EXERCISE AIM:
Go through the material below and return each line with the string "relative" in it.

SOURCE RECORDS:
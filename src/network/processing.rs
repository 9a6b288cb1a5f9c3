use std::path::Path;

use async_trait::async_trait;
use reqwest::multipart::{Form, Part};
use reqwest::{Body, Client};
use tokio::fs::File;
use tokio_util::io::ReaderStream;
use tracing::{debug, info};
use uuid::Uuid;

use crate::common::DetectionEvent;
use crate::config::EndpointSettings;
use crate::error::NetworkError;
use crate::network::types::ProcessVideoResponse;

const VIDEO_FIELD: &str = "video";

/// Runs detection over a whole video and returns every event it found.
#[async_trait]
pub trait VideoProcessor: Send + Sync {
    async fn process_video(&self, path: &Path) -> Result<Vec<DetectionEvent>, NetworkError>;
}

pub struct HttpVideoProcessor {
    http: Client,
    url: String,
}

impl HttpVideoProcessor {
    pub fn new(settings: &EndpointSettings) -> Result<Self, NetworkError> {
        let http = Client::builder()
            .timeout(settings.timeout())
            .build()
            .map_err(NetworkError::ClientBuild)?;
        Ok(Self {
            http,
            url: settings.url.clone(),
        })
    }

    /// Streams the file from disk rather than buffering it.
    async fn video_part(path: &Path) -> Result<Part, NetworkError> {
        let read_error = |source| NetworkError::ReadFile {
            path: path.to_path_buf(),
            source,
        };
        let file = File::open(path).await.map_err(read_error)?;
        let len = file.metadata().await.map_err(read_error)?.len();
        let file_name = path
            .file_name()
            .map(|name| name.to_string_lossy().into_owned())
            .unwrap_or_else(|| "video".to_string());
        let body = Body::wrap_stream(ReaderStream::new(file));
        Ok(Part::stream_with_length(body, len).file_name(file_name))
    }
}

#[async_trait]
impl VideoProcessor for HttpVideoProcessor {
    async fn process_video(&self, path: &Path) -> Result<Vec<DetectionEvent>, NetworkError> {
        let request_id = Uuid::new_v4();
        let form = Form::new().part(VIDEO_FIELD, Self::video_part(path).await?);

        info!(%request_id, "Uploading {} to {}", path.display(), self.url);
        let response = self
            .http
            .post(&self.url)
            .multipart(form)
            .send()
            .await
            .map_err(|source| NetworkError::Transport {
                endpoint: self.url.clone(),
                source,
            })?;

        if !response.status().is_success() {
            return Err(NetworkError::Status {
                endpoint: self.url.clone(),
                status: response.status().as_u16(),
            });
        }

        let body: ProcessVideoResponse =
            response
                .json()
                .await
                .map_err(|source| NetworkError::MalformedResponse {
                    endpoint: self.url.clone(),
                    source,
                })?;
        debug!(%request_id, "Processing returned {} events", body.events.len());
        Ok(body.events)
    }
}
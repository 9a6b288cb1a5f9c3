pub mod controller;
pub mod dashboard_app;
pub mod views;

pub use dashboard_app::DashboardApp;
use std::path::PathBuf;

use thiserror::Error;

// Main Application Error Type

#[derive(Error, Debug)]
pub enum AppError {
    #[error("Configuration Error: {0}")]
    Config(#[from] config::ConfigError),
    #[error("Invalid setting {key}: {reason}")]
    InvalidSetting { key: &'static str, reason: String },
    #[error("Network Error: {0}")]
    Network(#[from] NetworkError),
    #[error("Media Error: {0}")]
    Media(#[from] MediaError),
    #[error("Controller Error: {0}")]
    Controller(String),
    #[error("UI Error: {0}")]
    Ui(String),
}

// Outbound HTTP Error Type
#[derive(Error, Debug)]
pub enum NetworkError {
    #[error("Failed to build HTTP client: {0}")]
    ClientBuild(reqwest::Error),
    #[error("Request to {endpoint} failed: {source}")]
    Transport {
        endpoint: String,
        #[source]
        source: reqwest::Error,
    },
    #[error("{endpoint} responded with status {status}")]
    Status { endpoint: String, status: u16 },
    #[error("Malformed response from {endpoint}: {source}")]
    MalformedResponse {
        endpoint: String,
        #[source]
        source: reqwest::Error,
    },
    #[error("Failed to read {path}: {source}")]
    ReadFile {
        path: PathBuf,
        #[source]
        source: std::io::Error,
    },
}

// Media metadata Error Type
#[derive(Error, Debug)]
pub enum MediaError {
    #[error("ffprobe was not found on PATH")]
    ProbeNotFound,
    #[error("ffprobe failed: {0}")]
    ProbeFailed(String),
    #[error("No video stream in {0}")]
    NoVideoStream(PathBuf),
    #[error("Media file not found: {0}")]
    FileNotFound(PathBuf),
    #[error("I/O error: {0}")]
    Io(#[from] std::io::Error),
    #[error("Failed to parse probe output: {0}")]
    Json(#[from] serde_json::Error),
}
pub mod detection;
pub mod message;
pub mod timecode;

pub use detection::{BoundingBox, DetectionEvent};
pub use message::{ChatMessage, MessageAuthor};
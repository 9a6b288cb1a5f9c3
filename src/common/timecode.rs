//! Time formatting for the detections log and the transport bar.

/// `mm:ss` with minutes wrapping at the hour, fractional seconds dropped.
pub fn format_timestamp(seconds: f64) -> String {
    let total = whole_seconds(seconds);
    format!("{:02}:{:02}", (total / 60) % 60, total % 60)
}

/// `m:ss` with unbounded minutes.
pub fn format_clock(seconds: f64) -> String {
    let total = whole_seconds(seconds);
    format!("{}:{:02}", total / 60, total % 60)
}

fn whole_seconds(seconds: f64) -> u64 {
    if seconds.is_finite() && seconds > 0.0 {
        seconds.floor() as u64
    } else {
        0
    }
}
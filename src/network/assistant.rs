use async_trait::async_trait;
use reqwest::Client;
use tracing::{debug, info};
use uuid::Uuid;

use crate::config::EndpointSettings;
use crate::error::NetworkError;
use crate::network::types::{QueryRequest, QueryResponse};

/// Answers operator questions with retrieved passages.
#[async_trait]
pub trait KnowledgeBase: Send + Sync {
    async fn query(&self, question: &str) -> Result<Vec<String>, NetworkError>;
}

pub struct HttpKnowledgeBase {
    http: Client,
    url: String,
}

impl HttpKnowledgeBase {
    pub fn new(settings: &EndpointSettings) -> Result<Self, NetworkError> {
        let http = Client::builder()
            .timeout(settings.timeout())
            .build()
            .map_err(NetworkError::ClientBuild)?;
        Ok(Self {
            http,
            url: settings.url.clone(),
        })
    }
}

#[async_trait]
impl KnowledgeBase for HttpKnowledgeBase {
    async fn query(&self, question: &str) -> Result<Vec<String>, NetworkError> {
        let request_id = Uuid::new_v4();
        info!(%request_id, "Querying knowledge base at {}", self.url);

        let response = self
            .http
            .post(&self.url)
            .json(&QueryRequest { question })
            .send()
            .await
            .map_err(|source| NetworkError::Transport {
                endpoint: self.url.clone(),
                source,
            })?;

        if !response.status().is_success() {
            return Err(NetworkError::Status {
                endpoint: self.url.clone(),
                status: response.status().as_u16(),
            });
        }

        let body: QueryResponse =
            response
                .json()
                .await
                .map_err(|source| NetworkError::MalformedResponse {
                    endpoint: self.url.clone(),
                    source,
                })?;
        debug!(%request_id, "Knowledge base returned {} chunks", body.answer_chunks.len());
        Ok(body
            .answer_chunks
            .into_iter()
            .map(|chunk| chunk.page_content)
            .collect())
    }
}
use egui::{Color32, RichText};

pub const ACCENT: Color32 = Color32::from_rgb(34, 211, 238);
pub const ACCENT_DIM: Color32 = Color32::from_rgb(21, 94, 117);
pub const MUTED: Color32 = Color32::from_rgb(156, 163, 175);
pub const SURFACE: Color32 = Color32::from_rgb(17, 24, 39);
pub const OPERATOR_BUBBLE: Color32 = Color32::from_rgb(55, 65, 81);
pub const ASSISTANT_BUBBLE: Color32 = Color32::from_rgb(22, 58, 70);

pub fn panel_heading(ui: &mut egui::Ui, title: &str) {
    ui.heading(RichText::new(title).color(ACCENT).strong());
    ui.separator();
}
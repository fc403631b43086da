// Viewer application - hosts the sidebar and simulates page loads
use crate::config::Config;
use crate::model::{EntryId, NavTree};
use crate::state::MemoryStore;
use crate::style::{self, Theme};
use crate::toc;
use crate::view::SidebarPanel;
use crate::widget::{self, html, ClickTarget, Sidebar};
use eframe::egui;

pub struct Viewer {
    config: Config,
    tree: NavTree,
    /// Lives as long as the window, like a browser tab's session storage.
    store: MemoryStore,
    panel: SidebarPanel,
    sidebar: Sidebar,
    page: String,
    error_message: Option<String>,
}

impl Viewer {
    pub fn new(config: Config) -> Self {
        // A TOML table of contents carries its own fold setting.
        let builtin = || toc::builtin().with_fold(config.fold);
        let tree = match &config.book.toc_file {
            Some(path) => toc::load(path).unwrap_or_else(|e| {
                log::warn!("{e}; using built-in table of contents");
                builtin()
            }),
            None => builtin(),
        };

        let page = config.book.start_page.clone();
        let mut store = MemoryStore::new();
        let mut panel = SidebarPanel::default();
        let sidebar = mount_page(&config, &tree, &page, &mut panel, &mut store);

        Self {
            config,
            tree,
            store,
            panel,
            sidebar,
            page,
            error_message: None,
        }
    }

    pub fn page(&self) -> &str {
        &self.page
    }

    pub fn sidebar(&self) -> &Sidebar {
        &self.sidebar
    }

    pub fn panel(&self) -> &SidebarPanel {
        &self.panel
    }

    pub fn store(&self) -> &MemoryStore {
        &self.store
    }

    /// Feed a sidebar click through the widget, then follow the link if any.
    pub fn handle_click(&mut self, target: ClickTarget) {
        if let Some(href) = self.sidebar.click(target, &self.panel, &mut self.store) {
            self.follow(&href);
        }
    }

    /// Navigate to `href` as written in the rendered sidebar.
    pub fn follow(&mut self, href: &str) {
        let target = self.sidebar.location().resolve(href);
        match book_page(&self.config.book.base_url, &target) {
            Some(page) => self.load_page(page),
            None => {
                log::info!("Opening external link {target}");
                if let Err(e) = open::that(&target) {
                    self.error_message = Some(format!("Could not open {target}: {e}"));
                }
            }
        }
    }

    /// Replace the current page. The new page gets a fresh sidebar element
    /// sharing the session store with the old one.
    pub fn load_page(&mut self, page: String) {
        log::info!("Loading page {:?}", page);
        self.sidebar.unmount();
        self.panel = SidebarPanel::default();
        self.page = page;
        self.error_message = None;
        self.sidebar = mount_page(&self.config, &self.tree, &self.page, &mut self.panel, &mut self.store);
    }

    /// Next or previous chapter within the book, skipping external links.
    fn neighbour(&self, forward: bool) -> Option<String> {
        let base = self.config.book.base_url.as_str();
        let location = self.sidebar.location();
        let pages: Vec<String> = self
            .sidebar
            .tree()
            .links()
            .filter_map(|e| e.href.as_deref())
            .filter_map(|href| book_page(base, &location.resolve(href)))
            .collect();
        let current = self
            .sidebar
            .active()
            .and_then(|id| self.page_of(id))
            .and_then(|page| pages.iter().position(|p| *p == page))?;
        let next = if forward {
            current.checked_add(1)?
        } else {
            current.checked_sub(1)?
        };
        pages.get(next).cloned()
    }

    fn page_of(&self, id: EntryId) -> Option<String> {
        let href = self.sidebar.tree().get(id)?.href.as_deref()?;
        book_page(&self.config.book.base_url, &self.sidebar.location().resolve(href))
    }

    fn render_page(&mut self, ui: &mut egui::Ui) {
        let title = self
            .sidebar
            .active()
            .and_then(|id| self.sidebar.tree().get(id))
            .map(|e| style::caption(e.number.as_deref(), &e.label))
            .unwrap_or_else(|| "Untitled page".to_string());
        let prev = self.neighbour(false);
        let next = self.neighbour(true);
        let mut next_page = None;

        ui.heading(title);
        ui.label(egui::RichText::new(self.sidebar.location().as_str()).weak());
        ui.add_space(8.0);
        ui.horizontal(|ui| {
            if ui.add_enabled(prev.is_some(), egui::Button::new("Previous chapter")).clicked() {
                next_page = prev.clone();
            }
            if ui.add_enabled(next.is_some(), egui::Button::new("Next chapter")).clicked() {
                next_page = next.clone();
            }
        });
        if let Some(err) = &self.error_message {
            ui.colored_label(egui::Color32::RED, err);
        }
        ui.separator();
        ui.collapsing("Sidebar markup", |ui| {
            egui::ScrollArea::vertical().id_salt("markup_scroll").show(ui, |ui| {
                ui.code(html::render_html(&self.sidebar));
            });
        });

        if let Some(page) = next_page {
            self.load_page(page);
        }
    }
}

fn mount_page(
    config: &Config,
    tree: &NavTree,
    page: &str,
    panel: &mut SidebarPanel,
    store: &mut MemoryStore,
) -> Sidebar {
    widget::mount(panel, tree, &config.page_url(page), &Config::path_to_root(page), store)
}

/// Book-relative page for an absolute URL under `base_url`, without fragment.
pub fn book_page(base_url: &str, url: &str) -> Option<String> {
    let base = base_url.trim_end_matches('/');
    let rest = url.strip_prefix(base)?.strip_prefix('/')?;
    let page = rest.split('#').next().unwrap_or_default();
    Some(page.to_string())
}

impl eframe::App for Viewer {
    fn update(&mut self, ctx: &egui::Context, _frame: &mut eframe::Frame) {
        let mut clicked = None;

        egui::SidePanel::left("sidebar_panel")
            .resizable(true)
            .default_width(self.config.panel.sidebar_width)
            .width_range(style::SIDEBAR_MIN..=style::SIDEBAR_MAX)
            .show(ctx, |ui| {
                clicked = self.panel.show(ui, &self.sidebar);
            });

        egui::CentralPanel::default().show(ctx, |ui| {
            self.render_page(ui);
        });

        if let Some(target) = clicked {
            self.handle_click(target);
        }
    }
}

pub fn run(config: Config) -> eframe::Result<()> {
    let theme = Theme::from_dark_mode(config.dark_mode());
    let options = eframe::NativeOptions {
        viewport: egui::ViewportBuilder::default()
            .with_inner_size([1000.0, 600.0])
            .with_title("tocbox"),
        ..Default::default()
    };

    eframe::run_native(
        "tocbox",
        options,
        Box::new(move |cc| {
            theme.apply(&cc.egui_ctx);
            Ok(Box::new(Viewer::new(config)))
        }),
    )
}

#[cfg(test)]
mod tests {
    use super::*;
    use crate::state::{SessionStore, SCROLL_KEY};
    use crate::widget::InitialScroll;

    fn link_to(viewer: &Viewer, label: &str) -> ClickTarget {
        let entry = viewer.sidebar().tree().entries().iter().find(|e| e.label == label).unwrap();
        ClickTarget::Link(entry.id)
    }

    #[test]
    fn test_book_page() {
        let base = "https://book.example.org/";
        assert_eq!(
            book_page(base, "https://book.example.org/call_cpp_from_rust/opaque.html#x").as_deref(),
            Some("call_cpp_from_rust/opaque.html")
        );
        assert_eq!(book_page(base, "https://book.example.org/").as_deref(), Some(""));
        assert_eq!(book_page(base, "https://example.com/z"), None);
    }

    #[test]
    fn test_start_page_aliases_first_chapter() {
        let viewer = Viewer::new(Config::default());
        let active = viewer.sidebar().active().unwrap();
        assert_eq!(viewer.sidebar().tree().get(active).unwrap().label, "Zngur");
        assert_eq!(viewer.panel().pending_center(), Some(active));
    }

    #[test]
    fn test_sidebar_link_carries_scroll_to_next_page() {
        let mut viewer = Viewer::new(Config::default());
        let target = link_to(&viewer, "Fields");
        viewer.handle_click(target);

        assert_eq!(viewer.page(), "call_rust_from_cpp/fields.html");
        let active = viewer.sidebar().active().unwrap();
        assert_eq!(viewer.sidebar().tree().get(active).unwrap().label, "Fields");
        assert_eq!(viewer.sidebar().initial_scroll(), InitialScroll::Restored(0.0));
        assert_eq!(viewer.panel().pending_offset(), Some(0.0));
        assert_eq!(viewer.store().get(SCROLL_KEY), None);

        // Links in the nested page are rendered relative to it.
        let tutorial = link_to(&viewer, "Tutorial");
        viewer.handle_click(tutorial);
        assert_eq!(viewer.page(), "tutorial.html");
    }

    #[test]
    fn test_chapter_buttons_center_active_entry() {
        let mut viewer = Viewer::new(Config::default());
        assert_eq!(viewer.neighbour(false), None);
        let next = viewer.neighbour(true).unwrap();
        assert_eq!(next, "tutorial.html");
        viewer.load_page(next);
        let active = viewer.sidebar().active().unwrap();
        assert_eq!(viewer.sidebar().initial_scroll(), InitialScroll::Centered(active));
    }
}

SOLVED PROBLEM:
/// Book-relative page for an absolute URL under `base_url`, without fragment.
        // Links in the nested page are rendered relative to it.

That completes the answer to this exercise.